Asyncio ORM(Object-relational mapping) for accessing, inserting, updating, deleting data within RBDMS tables using python

Instalation

$ python3 -m venv env

$ source my-project/bin/activate

Install with PIP

 (env)$ pip install aiopyql-db   

Download & install Library from Github:

(env)$ git clone https://github.com/codemation/aiopyql.git

Use install script to install the aiopyql into the activated environment libraries

(env)$ cd aiopyql; sudo ./install.py install

Compatable Databases - Currently

  • mysql
  • sqlite

Getting Started

DB connection

Sqlite3: Default

    from aiopyql import data

    db = data.Database(
        database="testdb"
        )

Mysql

    from aiopyql import data

    db = data.Database(
        database='mysql_database',
        user='mysqluser',
        password='my-secret-pw',
        host='localhost',
        type='mysql'
        )

Existing tables schemas within databases are loaded when database object is instantiated and ready for use immedielty.

Table Create

Requires List of at least 2 item tuples, max 3

('column_name', type, 'modifiers')

  • column_name - str - database column name exclusions apply
  • types: str, int, float, byte, bool, None # JSON dumpable dicts fall under str types
  • modifiers: NOT NULL, UNIQUE, AUTO_INCREMENT

Note Some differences may apply for column options i.e AUTOINCREMENT(sqlite) vs AUTO_INCREMENT(mysql) - See DB documentation for reference.

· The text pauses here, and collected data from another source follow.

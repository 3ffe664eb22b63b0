//! User input handling for variable resolution.

use crate::error::{Error, Result};
use dialoguer::Input;

/// Source of variable values.
pub trait Prompter {
    /// Asks for the value of `name`, offering the rendered `default`.
    fn ask(&self, name: &str, default: &str) -> Result<String>;
}

/// Interactive prompter reading answers from the terminal.
/// An empty answer keeps the default.
#[derive(Debug, Default)]
pub struct DialoguerPrompter;

impl DialoguerPrompter {
    pub fn new() -> Self {
        Self
    }
}

impl Prompter for DialoguerPrompter {
    fn ask(&self, name: &str, default: &str) -> Result<String> {
        Input::<String>::new()
            .with_prompt(name)
            .default(default.to_string())
            .allow_empty(true)
            .interact_text()
            .map_err(|e| Error::PromptError(e.to_string()))
    }
}

/// Non-interactive prompter accepting every default.
#[derive(Debug, Default)]
pub struct DefaultsPrompter;

impl Prompter for DefaultsPrompter {
    fn ask(&self, _name: &str, default: &str) -> Result<String> {
        Ok(default.to_string())
    }
}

Note: Unique constraints are not validated by aiopyql but at db, so if modifier is supported it will be added when table is created.

# Table Create    
db.create_table(
    'stocks', 
    [    
        ('order_num', int, 'AUTO_INCREMENT'),
        ('date', str),
        ('trans', str),
        ('symbol', str),
        ('qty', float),
        ('price', str)
    ], 
    'order_num' # Primary Key 
)

mysql> describe stocks;
+-----------+---------+------+-----+---------+----------------+
| Field     | Type    | Null | Key | Default | Extra          |
+-----------+---------+------+-----+---------+----------------+
| order_num | int(11) | NO   | PRI | NULL    | auto_increment |
| date      | text    | YES  |     | NULL    |                |
| trans     | text    | YES  |     | NULL    |                |
| condition | text    | YES  |     | NULL    |                |
| symbol    | text    | YES  |     | NULL    |                |
| qty       | double  | YES  |     | NULL    |                |
| price     | text    | YES  |     | NULL    |                |
+-----------+---------+------+-----+---------+----------------+
6 rows in set (0.00 sec)

Creating Tables with Foreign Keys

db.create_table(
    'departments', 
    [    
        ('id', int, 'UNIQUE'),
        ('name', str)
    ], 
    'id' # Primary Key 
)

db.create_table(
    'positions', 
    [    
        ('id', int, 'UNIQUE'),
        ('name', str),
        ('department_id', int)
    ], 
    'id', # Primary Key
    foreign_keys={
        'department_id': {
            'table': 'departments', 
            'ref': 'id',
            'mods': 'ON UPDATE CASCADE ON DELETE CASCADE'
        }
    }
)

db.create_table(
    'employees', 
    [    
        ('id', int, 'UNIQUE'),
        ('name', str),
        ('position_id', int)
    ], 
    'id', # Primary Key
    foreign_keys={
        'position_id': {
            'table': 'positions', 
            'ref': 'id',
            'mods': 'ON UPDATE CASCADE ON DELETE CASCADE'
        }
    }
)

Insert Data

Requires key-value pairs - may be input using dict or the following

Un-packing

# Note order_num is not required as auto_increment was specified
trade = {'date': '2006-01-05', 'trans': 'BUY', 'symbol': 'RHAT', 'qty': 100.0, 'price': 35.14}
await db.tables['stocks'].insert(**trade)

query:
    INSERT INTO stocks (date, trans, symbol, qty, price) VALUES ("2006-01-05", "BUY", "RHAT", 100, 35.14)

In-Line

# Note order_num is not required as auto_increment was specified
await db.tables['stocks'].insert(
    date='2006-01-05', 
    trans='BUY',
    symbol='RHAT',
    qty=200.0,
    price=65.14
)

query:
    INSERT INTO stocks (date, trans, symbol, qty, price) VALUES ("2006-01-05", "BUY", "RHAT", 200, 65.14)

Inserting Special Data

  • Columns of type string can hold JSON dumpable python dictionaries as JSON strings and are automatically converted back into dicts when read.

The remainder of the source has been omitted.